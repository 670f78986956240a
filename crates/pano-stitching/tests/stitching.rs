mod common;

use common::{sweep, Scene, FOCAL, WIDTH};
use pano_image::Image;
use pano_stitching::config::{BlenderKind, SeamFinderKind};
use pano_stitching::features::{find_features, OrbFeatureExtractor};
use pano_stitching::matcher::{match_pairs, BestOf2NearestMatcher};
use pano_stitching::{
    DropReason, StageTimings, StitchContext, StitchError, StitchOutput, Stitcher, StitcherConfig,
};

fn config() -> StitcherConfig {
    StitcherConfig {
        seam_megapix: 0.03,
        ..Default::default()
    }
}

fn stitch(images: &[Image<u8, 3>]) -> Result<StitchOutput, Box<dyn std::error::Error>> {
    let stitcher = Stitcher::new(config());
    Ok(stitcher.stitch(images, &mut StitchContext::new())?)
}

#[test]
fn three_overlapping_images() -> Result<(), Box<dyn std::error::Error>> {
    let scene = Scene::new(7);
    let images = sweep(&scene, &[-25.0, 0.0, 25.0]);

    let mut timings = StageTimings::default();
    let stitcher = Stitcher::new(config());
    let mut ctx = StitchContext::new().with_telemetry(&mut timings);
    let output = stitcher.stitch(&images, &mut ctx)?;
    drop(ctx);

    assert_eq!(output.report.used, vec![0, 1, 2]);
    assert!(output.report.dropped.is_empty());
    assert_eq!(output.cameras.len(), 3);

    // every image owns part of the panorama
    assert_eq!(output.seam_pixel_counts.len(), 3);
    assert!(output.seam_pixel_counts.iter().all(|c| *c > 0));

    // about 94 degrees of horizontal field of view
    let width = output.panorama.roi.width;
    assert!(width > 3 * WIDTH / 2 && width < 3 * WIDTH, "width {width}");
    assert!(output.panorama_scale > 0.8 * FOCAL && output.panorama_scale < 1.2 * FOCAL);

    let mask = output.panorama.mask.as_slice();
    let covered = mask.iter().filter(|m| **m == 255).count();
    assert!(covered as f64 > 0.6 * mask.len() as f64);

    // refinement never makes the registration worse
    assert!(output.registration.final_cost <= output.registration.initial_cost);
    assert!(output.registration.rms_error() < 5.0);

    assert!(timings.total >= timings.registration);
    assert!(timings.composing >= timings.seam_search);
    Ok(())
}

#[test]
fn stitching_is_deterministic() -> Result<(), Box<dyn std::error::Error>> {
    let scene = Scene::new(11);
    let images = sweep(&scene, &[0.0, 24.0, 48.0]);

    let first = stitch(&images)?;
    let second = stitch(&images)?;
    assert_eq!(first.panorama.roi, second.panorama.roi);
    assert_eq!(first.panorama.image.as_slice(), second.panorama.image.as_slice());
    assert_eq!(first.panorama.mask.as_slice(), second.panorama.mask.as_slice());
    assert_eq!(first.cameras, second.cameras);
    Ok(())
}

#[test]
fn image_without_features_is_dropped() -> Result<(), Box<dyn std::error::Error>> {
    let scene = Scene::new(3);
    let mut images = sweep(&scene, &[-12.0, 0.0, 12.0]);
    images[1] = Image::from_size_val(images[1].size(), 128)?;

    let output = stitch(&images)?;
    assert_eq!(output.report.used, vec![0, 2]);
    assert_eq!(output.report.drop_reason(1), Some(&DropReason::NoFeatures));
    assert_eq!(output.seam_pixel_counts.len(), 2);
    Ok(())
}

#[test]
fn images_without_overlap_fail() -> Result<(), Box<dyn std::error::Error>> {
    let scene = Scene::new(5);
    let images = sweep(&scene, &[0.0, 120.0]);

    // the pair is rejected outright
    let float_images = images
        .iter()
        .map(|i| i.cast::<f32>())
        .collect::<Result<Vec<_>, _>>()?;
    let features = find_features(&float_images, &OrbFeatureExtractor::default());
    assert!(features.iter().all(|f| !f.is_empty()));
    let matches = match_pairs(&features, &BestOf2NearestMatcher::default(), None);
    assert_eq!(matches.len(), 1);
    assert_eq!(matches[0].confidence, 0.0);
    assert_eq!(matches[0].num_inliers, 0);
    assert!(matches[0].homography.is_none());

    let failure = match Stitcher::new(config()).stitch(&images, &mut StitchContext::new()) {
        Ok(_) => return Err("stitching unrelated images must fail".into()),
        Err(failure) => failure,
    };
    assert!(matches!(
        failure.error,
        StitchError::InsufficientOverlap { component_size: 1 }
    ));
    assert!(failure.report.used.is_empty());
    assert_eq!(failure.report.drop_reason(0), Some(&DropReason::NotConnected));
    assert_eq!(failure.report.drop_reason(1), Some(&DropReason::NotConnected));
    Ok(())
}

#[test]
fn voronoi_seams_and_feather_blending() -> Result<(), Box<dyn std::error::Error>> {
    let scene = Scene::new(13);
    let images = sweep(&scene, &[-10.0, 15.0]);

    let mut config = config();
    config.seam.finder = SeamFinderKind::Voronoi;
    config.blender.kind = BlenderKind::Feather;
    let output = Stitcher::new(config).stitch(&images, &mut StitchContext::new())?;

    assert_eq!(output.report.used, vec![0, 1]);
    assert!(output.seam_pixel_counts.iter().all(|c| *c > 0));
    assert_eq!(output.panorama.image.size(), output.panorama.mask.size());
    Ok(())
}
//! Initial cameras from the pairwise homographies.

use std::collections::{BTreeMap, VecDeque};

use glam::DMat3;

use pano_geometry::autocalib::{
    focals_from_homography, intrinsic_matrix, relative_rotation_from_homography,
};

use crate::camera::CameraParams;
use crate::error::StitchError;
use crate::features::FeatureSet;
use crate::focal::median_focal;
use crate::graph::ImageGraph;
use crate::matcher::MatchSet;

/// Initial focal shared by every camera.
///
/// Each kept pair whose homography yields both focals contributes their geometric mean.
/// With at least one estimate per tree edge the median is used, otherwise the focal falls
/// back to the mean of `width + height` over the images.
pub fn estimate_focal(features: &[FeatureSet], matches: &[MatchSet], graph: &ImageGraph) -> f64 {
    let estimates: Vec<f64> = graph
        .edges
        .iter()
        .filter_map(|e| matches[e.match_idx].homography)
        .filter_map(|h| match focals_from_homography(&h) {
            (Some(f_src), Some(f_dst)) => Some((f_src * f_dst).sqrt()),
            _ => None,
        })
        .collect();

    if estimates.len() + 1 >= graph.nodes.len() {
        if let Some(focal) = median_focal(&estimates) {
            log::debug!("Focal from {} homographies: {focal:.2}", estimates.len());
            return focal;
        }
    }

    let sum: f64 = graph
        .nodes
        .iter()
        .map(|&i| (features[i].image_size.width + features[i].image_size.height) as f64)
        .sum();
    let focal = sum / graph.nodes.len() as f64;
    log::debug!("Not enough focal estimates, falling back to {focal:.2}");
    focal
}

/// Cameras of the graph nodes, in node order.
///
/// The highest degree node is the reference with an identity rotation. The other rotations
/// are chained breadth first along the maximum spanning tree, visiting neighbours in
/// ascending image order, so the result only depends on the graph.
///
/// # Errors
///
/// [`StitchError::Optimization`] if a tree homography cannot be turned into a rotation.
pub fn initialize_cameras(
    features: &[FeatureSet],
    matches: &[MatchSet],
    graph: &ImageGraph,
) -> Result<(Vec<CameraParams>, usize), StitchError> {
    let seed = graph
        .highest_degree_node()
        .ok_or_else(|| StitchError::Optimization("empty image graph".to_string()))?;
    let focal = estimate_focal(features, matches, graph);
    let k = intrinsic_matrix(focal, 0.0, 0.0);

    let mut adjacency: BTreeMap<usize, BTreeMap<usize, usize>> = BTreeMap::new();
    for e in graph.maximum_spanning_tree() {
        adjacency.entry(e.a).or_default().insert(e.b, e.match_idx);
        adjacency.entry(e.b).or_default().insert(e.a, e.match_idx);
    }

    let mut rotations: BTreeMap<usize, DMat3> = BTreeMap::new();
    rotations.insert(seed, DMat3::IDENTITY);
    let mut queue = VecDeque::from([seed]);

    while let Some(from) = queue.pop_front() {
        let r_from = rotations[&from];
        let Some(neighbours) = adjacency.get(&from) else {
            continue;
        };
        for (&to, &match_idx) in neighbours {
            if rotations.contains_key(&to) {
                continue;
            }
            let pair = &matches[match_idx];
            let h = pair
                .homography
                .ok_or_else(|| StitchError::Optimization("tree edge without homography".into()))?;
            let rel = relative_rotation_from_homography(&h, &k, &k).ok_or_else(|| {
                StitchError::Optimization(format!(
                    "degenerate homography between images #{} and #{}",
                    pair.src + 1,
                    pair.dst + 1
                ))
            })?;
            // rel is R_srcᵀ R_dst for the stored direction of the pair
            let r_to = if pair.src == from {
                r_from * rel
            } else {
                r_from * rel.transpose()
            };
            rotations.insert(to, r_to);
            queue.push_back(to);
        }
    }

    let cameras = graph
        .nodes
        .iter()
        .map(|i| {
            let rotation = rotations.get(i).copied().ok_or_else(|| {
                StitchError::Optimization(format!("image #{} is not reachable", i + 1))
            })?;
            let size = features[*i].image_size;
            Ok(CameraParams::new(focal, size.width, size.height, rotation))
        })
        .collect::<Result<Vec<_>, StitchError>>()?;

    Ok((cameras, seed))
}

******************************

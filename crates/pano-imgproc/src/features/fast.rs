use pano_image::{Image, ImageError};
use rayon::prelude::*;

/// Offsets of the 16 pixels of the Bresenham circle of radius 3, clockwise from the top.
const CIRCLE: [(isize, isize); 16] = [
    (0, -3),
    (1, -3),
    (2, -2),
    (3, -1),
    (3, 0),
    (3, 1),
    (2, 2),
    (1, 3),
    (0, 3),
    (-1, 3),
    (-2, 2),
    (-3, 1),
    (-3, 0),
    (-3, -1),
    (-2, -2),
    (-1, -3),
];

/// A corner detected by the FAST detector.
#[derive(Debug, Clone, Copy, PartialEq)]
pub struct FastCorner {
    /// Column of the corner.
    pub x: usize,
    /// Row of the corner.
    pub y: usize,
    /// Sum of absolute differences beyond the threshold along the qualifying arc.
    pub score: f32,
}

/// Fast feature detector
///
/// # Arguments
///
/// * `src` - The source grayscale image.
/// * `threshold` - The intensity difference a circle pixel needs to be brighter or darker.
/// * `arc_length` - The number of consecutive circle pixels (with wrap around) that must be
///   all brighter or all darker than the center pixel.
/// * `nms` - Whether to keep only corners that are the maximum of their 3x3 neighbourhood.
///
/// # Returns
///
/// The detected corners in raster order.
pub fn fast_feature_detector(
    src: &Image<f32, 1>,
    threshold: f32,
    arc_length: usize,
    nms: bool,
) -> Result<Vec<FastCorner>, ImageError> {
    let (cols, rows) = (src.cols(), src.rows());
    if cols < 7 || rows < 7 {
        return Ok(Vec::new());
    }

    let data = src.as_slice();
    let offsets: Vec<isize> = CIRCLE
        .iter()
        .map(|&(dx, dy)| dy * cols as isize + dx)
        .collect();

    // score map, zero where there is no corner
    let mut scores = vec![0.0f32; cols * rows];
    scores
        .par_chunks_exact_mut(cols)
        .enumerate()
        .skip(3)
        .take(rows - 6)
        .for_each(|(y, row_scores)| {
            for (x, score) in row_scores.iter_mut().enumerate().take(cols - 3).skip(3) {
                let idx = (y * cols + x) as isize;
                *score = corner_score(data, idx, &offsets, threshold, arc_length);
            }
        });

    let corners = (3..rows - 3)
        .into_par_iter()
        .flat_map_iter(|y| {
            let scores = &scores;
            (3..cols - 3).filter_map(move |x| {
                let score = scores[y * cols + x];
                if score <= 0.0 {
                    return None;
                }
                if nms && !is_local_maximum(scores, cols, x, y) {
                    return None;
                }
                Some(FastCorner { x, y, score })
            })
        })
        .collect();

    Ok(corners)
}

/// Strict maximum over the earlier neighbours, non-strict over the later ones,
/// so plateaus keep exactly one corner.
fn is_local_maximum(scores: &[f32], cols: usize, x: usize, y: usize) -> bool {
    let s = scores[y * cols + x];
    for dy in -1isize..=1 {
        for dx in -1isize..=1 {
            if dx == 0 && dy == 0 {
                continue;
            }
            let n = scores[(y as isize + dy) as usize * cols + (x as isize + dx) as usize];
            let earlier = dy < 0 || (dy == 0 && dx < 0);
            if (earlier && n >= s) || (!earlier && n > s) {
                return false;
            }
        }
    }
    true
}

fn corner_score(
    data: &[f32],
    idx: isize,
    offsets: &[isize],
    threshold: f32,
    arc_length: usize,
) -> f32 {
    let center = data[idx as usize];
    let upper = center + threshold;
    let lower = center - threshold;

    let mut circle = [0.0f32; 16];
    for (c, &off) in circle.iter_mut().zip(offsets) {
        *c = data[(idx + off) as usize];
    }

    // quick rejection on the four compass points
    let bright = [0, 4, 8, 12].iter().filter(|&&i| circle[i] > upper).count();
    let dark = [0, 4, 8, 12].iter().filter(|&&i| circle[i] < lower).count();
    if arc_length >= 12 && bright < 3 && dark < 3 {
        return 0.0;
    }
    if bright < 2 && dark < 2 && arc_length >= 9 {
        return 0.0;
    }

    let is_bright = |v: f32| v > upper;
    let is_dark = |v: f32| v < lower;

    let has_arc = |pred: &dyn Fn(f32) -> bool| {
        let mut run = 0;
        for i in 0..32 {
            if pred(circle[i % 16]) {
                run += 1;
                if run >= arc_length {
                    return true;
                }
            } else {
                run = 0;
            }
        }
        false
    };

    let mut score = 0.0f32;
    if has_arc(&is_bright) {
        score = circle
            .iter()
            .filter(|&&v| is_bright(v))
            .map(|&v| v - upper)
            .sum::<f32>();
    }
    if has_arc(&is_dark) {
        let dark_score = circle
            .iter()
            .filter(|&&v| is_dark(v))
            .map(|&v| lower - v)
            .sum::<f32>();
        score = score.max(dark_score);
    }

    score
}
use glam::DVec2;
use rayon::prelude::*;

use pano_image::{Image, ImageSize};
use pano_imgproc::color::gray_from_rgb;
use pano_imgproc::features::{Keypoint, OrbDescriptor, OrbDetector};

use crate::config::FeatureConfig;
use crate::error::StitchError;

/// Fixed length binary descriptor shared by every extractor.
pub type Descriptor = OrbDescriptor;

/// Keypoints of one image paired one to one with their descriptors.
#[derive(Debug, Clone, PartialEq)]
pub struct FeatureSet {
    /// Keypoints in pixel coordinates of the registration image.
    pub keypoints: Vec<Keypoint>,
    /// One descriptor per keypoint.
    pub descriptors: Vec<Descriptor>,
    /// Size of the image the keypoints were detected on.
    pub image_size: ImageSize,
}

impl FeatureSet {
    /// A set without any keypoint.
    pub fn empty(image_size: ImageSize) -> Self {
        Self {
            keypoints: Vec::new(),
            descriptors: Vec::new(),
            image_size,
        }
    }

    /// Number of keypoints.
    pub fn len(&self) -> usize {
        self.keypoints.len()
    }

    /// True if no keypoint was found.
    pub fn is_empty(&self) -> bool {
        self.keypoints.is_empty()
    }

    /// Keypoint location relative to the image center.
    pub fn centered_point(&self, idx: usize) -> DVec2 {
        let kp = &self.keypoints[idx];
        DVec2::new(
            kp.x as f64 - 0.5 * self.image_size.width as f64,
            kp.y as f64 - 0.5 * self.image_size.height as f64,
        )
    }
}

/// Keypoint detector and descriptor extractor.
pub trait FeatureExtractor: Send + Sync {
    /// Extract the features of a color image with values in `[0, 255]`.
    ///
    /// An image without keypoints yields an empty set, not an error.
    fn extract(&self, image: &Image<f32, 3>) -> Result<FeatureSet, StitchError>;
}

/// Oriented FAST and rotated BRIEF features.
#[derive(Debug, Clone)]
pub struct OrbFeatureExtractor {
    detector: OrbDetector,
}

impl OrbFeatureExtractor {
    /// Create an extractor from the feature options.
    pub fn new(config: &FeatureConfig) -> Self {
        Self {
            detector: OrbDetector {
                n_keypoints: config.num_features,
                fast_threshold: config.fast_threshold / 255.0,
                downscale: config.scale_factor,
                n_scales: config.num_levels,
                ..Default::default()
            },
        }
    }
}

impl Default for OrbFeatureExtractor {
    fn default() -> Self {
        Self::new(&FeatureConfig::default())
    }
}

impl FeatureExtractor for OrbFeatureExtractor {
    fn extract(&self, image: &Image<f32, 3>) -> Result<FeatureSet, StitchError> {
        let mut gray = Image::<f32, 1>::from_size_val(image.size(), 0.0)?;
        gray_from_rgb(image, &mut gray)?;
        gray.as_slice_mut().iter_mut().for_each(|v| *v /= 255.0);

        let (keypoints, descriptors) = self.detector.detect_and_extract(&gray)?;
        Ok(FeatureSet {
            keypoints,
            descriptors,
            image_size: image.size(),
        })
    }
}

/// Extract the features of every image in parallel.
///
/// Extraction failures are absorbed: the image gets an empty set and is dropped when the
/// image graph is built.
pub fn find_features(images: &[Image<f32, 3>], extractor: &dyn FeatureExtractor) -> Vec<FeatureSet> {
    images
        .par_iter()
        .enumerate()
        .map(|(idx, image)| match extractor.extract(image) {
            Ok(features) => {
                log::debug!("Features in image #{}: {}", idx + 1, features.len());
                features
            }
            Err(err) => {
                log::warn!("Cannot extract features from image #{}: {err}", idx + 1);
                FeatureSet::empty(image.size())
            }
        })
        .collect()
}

******************************

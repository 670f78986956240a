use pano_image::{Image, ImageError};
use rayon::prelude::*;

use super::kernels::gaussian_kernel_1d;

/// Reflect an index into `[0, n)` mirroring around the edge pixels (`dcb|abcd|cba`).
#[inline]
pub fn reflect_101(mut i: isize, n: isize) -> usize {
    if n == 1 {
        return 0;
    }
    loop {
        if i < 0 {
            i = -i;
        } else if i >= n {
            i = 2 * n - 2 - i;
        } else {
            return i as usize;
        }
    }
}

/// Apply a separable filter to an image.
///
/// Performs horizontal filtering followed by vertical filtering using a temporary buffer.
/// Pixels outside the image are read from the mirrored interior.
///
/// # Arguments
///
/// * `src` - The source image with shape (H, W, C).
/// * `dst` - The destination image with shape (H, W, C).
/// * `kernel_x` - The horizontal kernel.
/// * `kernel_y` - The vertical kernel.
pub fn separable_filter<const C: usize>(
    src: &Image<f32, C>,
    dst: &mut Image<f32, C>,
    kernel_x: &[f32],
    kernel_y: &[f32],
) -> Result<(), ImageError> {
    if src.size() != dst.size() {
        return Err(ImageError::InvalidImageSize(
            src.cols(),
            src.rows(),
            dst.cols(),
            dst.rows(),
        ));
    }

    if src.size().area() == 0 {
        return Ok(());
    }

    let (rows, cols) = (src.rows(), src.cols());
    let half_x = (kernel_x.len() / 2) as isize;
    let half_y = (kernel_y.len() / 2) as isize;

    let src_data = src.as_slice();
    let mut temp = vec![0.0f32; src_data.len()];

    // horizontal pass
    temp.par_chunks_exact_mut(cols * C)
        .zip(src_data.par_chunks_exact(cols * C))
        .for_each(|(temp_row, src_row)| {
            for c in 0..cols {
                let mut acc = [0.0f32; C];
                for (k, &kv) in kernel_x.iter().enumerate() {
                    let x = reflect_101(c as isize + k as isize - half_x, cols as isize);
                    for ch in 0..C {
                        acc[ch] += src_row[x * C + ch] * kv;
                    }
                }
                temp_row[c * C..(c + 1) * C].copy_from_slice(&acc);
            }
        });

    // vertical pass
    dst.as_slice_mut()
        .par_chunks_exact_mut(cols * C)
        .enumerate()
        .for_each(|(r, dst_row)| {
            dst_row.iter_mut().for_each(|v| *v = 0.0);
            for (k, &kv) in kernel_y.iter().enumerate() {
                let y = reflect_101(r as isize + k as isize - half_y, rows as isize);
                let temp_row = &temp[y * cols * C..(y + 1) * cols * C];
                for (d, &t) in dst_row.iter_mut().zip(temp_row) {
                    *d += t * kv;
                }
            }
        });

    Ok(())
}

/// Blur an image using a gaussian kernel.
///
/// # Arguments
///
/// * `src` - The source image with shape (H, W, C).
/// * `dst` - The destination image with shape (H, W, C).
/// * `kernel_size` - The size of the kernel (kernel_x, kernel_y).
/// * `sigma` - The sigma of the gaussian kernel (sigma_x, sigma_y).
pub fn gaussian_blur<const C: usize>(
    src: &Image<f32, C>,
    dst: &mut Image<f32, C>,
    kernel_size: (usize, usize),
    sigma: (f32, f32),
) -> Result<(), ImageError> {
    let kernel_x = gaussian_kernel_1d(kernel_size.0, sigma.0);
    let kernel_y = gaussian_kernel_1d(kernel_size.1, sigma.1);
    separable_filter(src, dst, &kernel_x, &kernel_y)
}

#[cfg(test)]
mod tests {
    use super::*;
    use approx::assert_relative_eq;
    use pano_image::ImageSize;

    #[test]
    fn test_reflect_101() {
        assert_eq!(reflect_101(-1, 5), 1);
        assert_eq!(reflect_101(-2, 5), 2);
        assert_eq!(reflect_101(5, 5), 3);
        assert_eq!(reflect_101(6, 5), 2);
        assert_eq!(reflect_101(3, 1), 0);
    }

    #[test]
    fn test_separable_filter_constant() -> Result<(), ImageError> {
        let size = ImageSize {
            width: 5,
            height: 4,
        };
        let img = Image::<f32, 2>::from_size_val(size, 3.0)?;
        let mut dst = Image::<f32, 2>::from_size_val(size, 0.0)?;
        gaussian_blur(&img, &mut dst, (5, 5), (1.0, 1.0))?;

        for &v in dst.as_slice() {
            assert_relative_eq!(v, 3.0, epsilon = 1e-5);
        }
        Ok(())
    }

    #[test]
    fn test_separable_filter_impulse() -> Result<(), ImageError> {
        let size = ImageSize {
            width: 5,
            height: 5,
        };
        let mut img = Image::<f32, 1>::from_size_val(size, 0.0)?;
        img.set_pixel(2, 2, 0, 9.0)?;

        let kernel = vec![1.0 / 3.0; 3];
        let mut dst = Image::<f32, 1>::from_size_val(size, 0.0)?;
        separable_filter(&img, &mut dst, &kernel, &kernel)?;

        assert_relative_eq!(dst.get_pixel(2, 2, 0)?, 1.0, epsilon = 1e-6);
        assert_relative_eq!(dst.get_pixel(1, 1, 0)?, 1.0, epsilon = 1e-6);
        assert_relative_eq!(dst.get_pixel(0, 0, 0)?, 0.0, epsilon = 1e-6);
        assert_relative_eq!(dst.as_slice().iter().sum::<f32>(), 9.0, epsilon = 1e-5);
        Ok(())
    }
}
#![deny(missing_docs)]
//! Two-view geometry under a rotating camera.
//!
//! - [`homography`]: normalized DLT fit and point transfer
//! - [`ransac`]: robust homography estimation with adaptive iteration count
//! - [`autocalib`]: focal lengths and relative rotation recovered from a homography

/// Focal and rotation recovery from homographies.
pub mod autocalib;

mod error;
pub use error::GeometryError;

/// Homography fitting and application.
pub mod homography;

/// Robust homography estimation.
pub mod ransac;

******************************

Pull every line holding "sigma" out of the records.

/// * `sigma` - The sigma of the gaussian kernel (sigma_x, sigma_y).
    sigma: (f32, f32),
    let kernel_x = gaussian_kernel_1d(kernel_size.0, sigma.0);
    let kernel_y = gaussian_kernel_1d(kernel_size.1, sigma.1);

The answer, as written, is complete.